In a letter of April 1748, "Franklin described some new experiments showing that a charged Leyden jar always has charges of opposite signs on the two conductors and that the charges are of the same magnitude." (I.B. Cohen, "Franklin," The Dictionary of Scientific Biography, p. 131) In that sense, Franklin said, experimenters did not "charge" and "discharge" the Leyden jar. It contained a certain amount of electrical fluid before "charging" and an equal amount afterward. "Charging" the jar simply meant redistributing the fluid, and "discharging" was required because the original equilibrium could not be restored by having electrical fluid pass through the bottle (nor, practically speaking, over the lip of the bottle). It could be restored only through a conducting connection between the outside and inside.
Using an early type of Leyden jar, without foil lining, Franklin then announced the most surprising discovery of all. "The whole force of the bottle, and power of giving a shock, is in the GLASS ITSELF." Franklin proved this by eliminating all the other candidates.
First, he set his Leyden jar on a glass insulator. After he had carefully removed the cork and wire, the jar could still be discharged by having the experimenter touch the outside and the water. Next, he carefully poured off the water from a charged Leyden jar into an empty uncharged jar resting on glass. This jar gave no indication of having received a power to shock. He then refilled the empty Leyden jar with an equal amount of pure water, and discovered that the jar retained the power to shock. Clearly, the glass itself must be implicated.

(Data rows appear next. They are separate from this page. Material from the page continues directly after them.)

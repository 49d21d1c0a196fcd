//! Market data integrations.
//!
//! Defines the `MarketData` and `OrderService` traits the pipeline and the
//! dashboard depend on, plus the Alpaca implementations:
//! - `alpaca`: REST bars, news, account and orders
//! - `stream`: WebSocket trade feed for the live pipeline

pub mod alpaca;
pub mod stream;

use anyhow::Result;
use async_trait::async_trait;
use rust_decimal::Decimal;
use secrecy::{ExposeSecret, SecretString};
use serde::{Deserialize, Serialize};

use crate::types::{NewsArticle, PricePoint};

// ---------------------------------------------------------------------------
// Symbol universe
// ---------------------------------------------------------------------------

/// Symbols the live feed subscribes to and demo mode draws from.
pub const SYMBOLS: &[&str] = &[
    "NVDA", "TSLA", "GOOG", "MSFT", "AAPL", "AMZN", "META", "BTC/USD", "ETH/USD", "SOL/USD",
];

/// The tech subset favoured during a sector rally.
pub const TECH_SYMBOLS: &[&str] = &["NVDA", "GOOG", "MSFT", "AAPL", "AMZN", "META"];

/// Benchmark that drives the market pulse.
pub const BENCHMARK: &str = "SPY";

/// Crypto pairs are written with a slash (`BTC/USD`).
pub fn is_crypto(symbol: &str) -> bool {
    symbol.contains('/')
}

/// Credential key that selects demo mode.
pub const DEMO_KEY: &str = "demo";

// ---------------------------------------------------------------------------
// Credentials
// ---------------------------------------------------------------------------

/// Market data credentials. The sentinel key `demo` (or no key) means demo mode.
#[derive(Clone)]
pub struct Credentials {
    pub key: SecretString,
    pub secret: SecretString,
}

impl Credentials {
    pub fn new(key: impl Into<String>, secret: impl Into<String>) -> Self {
        Self {
            key: SecretString::new(key.into()),
            secret: SecretString::new(secret.into()),
        }
    }

    pub fn demo() -> Self {
        Self::new(DEMO_KEY, DEMO_KEY)
    }

    pub fn is_demo(&self) -> bool {
        let key = self.key.expose_secret();
        key.is_empty() || key == DEMO_KEY
    }
}

impl std::fmt::Debug for Credentials {
    fn fmt(&self, f: &mut std::fmt::Formatter<'_>) -> std::fmt::Result {
        f.debug_struct("Credentials")
            .field("demo", &self.is_demo())
            .finish_non_exhaustive()
    }
}

// ---------------------------------------------------------------------------
// Traits
// ---------------------------------------------------------------------------

/// Read-only market data. Both lookups are infallible by contract: failures
/// come back as an empty history or the generic article.
#[cfg_attr(test, mockall::automock)]
#[async_trait]
pub trait MarketData: Send + Sync {
    /// Recent closes, oldest first. Empty when unavailable.
    async fn price_history(&self, symbol: &str) -> Vec<PricePoint>;

    /// Most recent article for `symbol`, or `NewsArticle::generic`.
    async fn recent_news(&self, symbol: &str) -> NewsArticle;
}

#[derive(Debug, Clone, Copy, PartialEq, Eq, Serialize, Deserialize)]
#[serde(rename_all = "lowercase")]
pub enum OrderSide {
    Buy,
    Sell,
}

/// Acknowledgement returned by the broker for a new order.
#[derive(Debug, Clone, PartialEq, Deserialize)]
pub struct OrderReceipt {
    pub id: String,
    #[serde(default)]
    pub status: String,
    pub symbol: String,
}

/// Account and order operations for live trading.
#[cfg_attr(test, mockall::automock)]
#[async_trait]
pub trait OrderService: Send + Sync {
    async fn account_equity(&self) -> Result<Decimal>;

    async fn place_order(
        &self,
        symbol: &str,
        qty: Decimal,
        side: OrderSide,
        stop_price: Option<Decimal>,
    ) -> Result<OrderReceipt>;

    async fn close_all_positions(&self) -> Result<()>;
}
//! Persistence layer.
//!
//! Saves and loads the player's custom game configs and the has-played
//! flag to/from a JSON file. Built-in presets are never written.

use anyhow::{Context, Result};
use chrono::{DateTime, Utc};
use serde::{Deserialize, Serialize};
use std::collections::BTreeMap;
use std::path::Path;
use tracing::{debug, info};

use crate::types::{GameConfig, GameError};

/// Default saved-configs file path.
pub const DEFAULT_CONFIGS_FILE: &str = "alpha_saved_configs.json";

/// Everything persisted between runs.
#[derive(Debug, Clone, Default, PartialEq, Serialize, Deserialize)]
pub struct SavedConfigs {
    /// Custom configs keyed by id.
    #[serde(default)]
    pub configs: BTreeMap<String, GameConfig>,
    #[serde(default)]
    pub has_played: bool,
    #[serde(default)]
    pub updated_at: Option<DateTime<Utc>>,
}

impl SavedConfigs {
    /// Add or replace a custom config. Preset ids are reserved.
    pub fn upsert(&mut self, config: GameConfig) -> Result<(), GameError> {
        if GameConfig::preset(&config.id).is_some() {
            return Err(GameError::Storage(format!(
                "'{}' is a built-in preset id",
                config.id
            )));
        }
        if config.id.trim().is_empty() {
            return Err(GameError::Storage("config id must not be empty".into()));
        }
        self.configs.insert(config.id.clone(), config);
        Ok(())
    }

    pub fn remove(&mut self, id: &str) -> Option<GameConfig> {
        self.configs.remove(id)
    }

    /// Resolve a config id: built-in presets first, then saved configs.
    pub fn resolve(&self, id: &str) -> Option<GameConfig> {
        GameConfig::preset(id).or_else(|| self.configs.get(id).cloned())
    }

    /// Presets followed by saved configs, for menus.
    pub fn all(&self) -> Vec<GameConfig> {
        let mut all = GameConfig::presets();
        all.extend(self.configs.values().cloned());
        all
    }
}

/// Save configs to a JSON file.
pub fn save_configs(saved: &SavedConfigs, path: Option<&str>) -> Result<()> {
    let path = path.unwrap_or(DEFAULT_CONFIGS_FILE);
    let mut saved = saved.clone();
    saved.updated_at = Some(Utc::now());
    let json = serde_json::to_string_pretty(&saved).context("Failed to serialise saved configs")?;

    std::fs::write(path, &json).with_context(|| format!("Failed to write configs to {path}"))?;

    debug!(path, configs = saved.configs.len(), "Configs saved");
    Ok(())
}

/// Load configs from a JSON file. A missing file is a fresh start.
pub fn load_configs(path: Option<&str>) -> Result<SavedConfigs> {
    let path = path.unwrap_or(DEFAULT_CONFIGS_FILE);

    if !Path::new(path).exists() {
        info!(path, "No saved configs found, starting fresh");
        return Ok(SavedConfigs::default());
    }

    let json =
        std::fs::read_to_string(path).with_context(|| format!("Failed to read configs from {path}"))?;
    let saved: SavedConfigs = serde_json::from_str(&json)
        .with_context(|| format!("Failed to parse configs from {path}"))?;

    info!(
        path,
        configs = saved.configs.len(),
        has_played = saved.has_played,
        "Saved configs loaded"
    );
    Ok(saved)
}

// ---------------------------------------------------------------------------
// Tests
// ---------------------------------------------------------------------------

For a final experiment with Leyden jars, Franklin asked whether the charge on the jar was influenced by shape. This was not so absurd as it may seem. Franklin's first discovery, remember, had been that the shape of conductors had an effect on their ability to discharge an electrified body. So the question about the shape of the jar was hardly silly. To answer the question, Franklin constructed a condensor consisting of two lead plates separated by a flat sheet of glass. It produced the same effect as Leyden jar. Franklin then made a series of eleven such flat condensers and linked up the lead plates with a wire, creating what he was the first to called an "electrical-battery."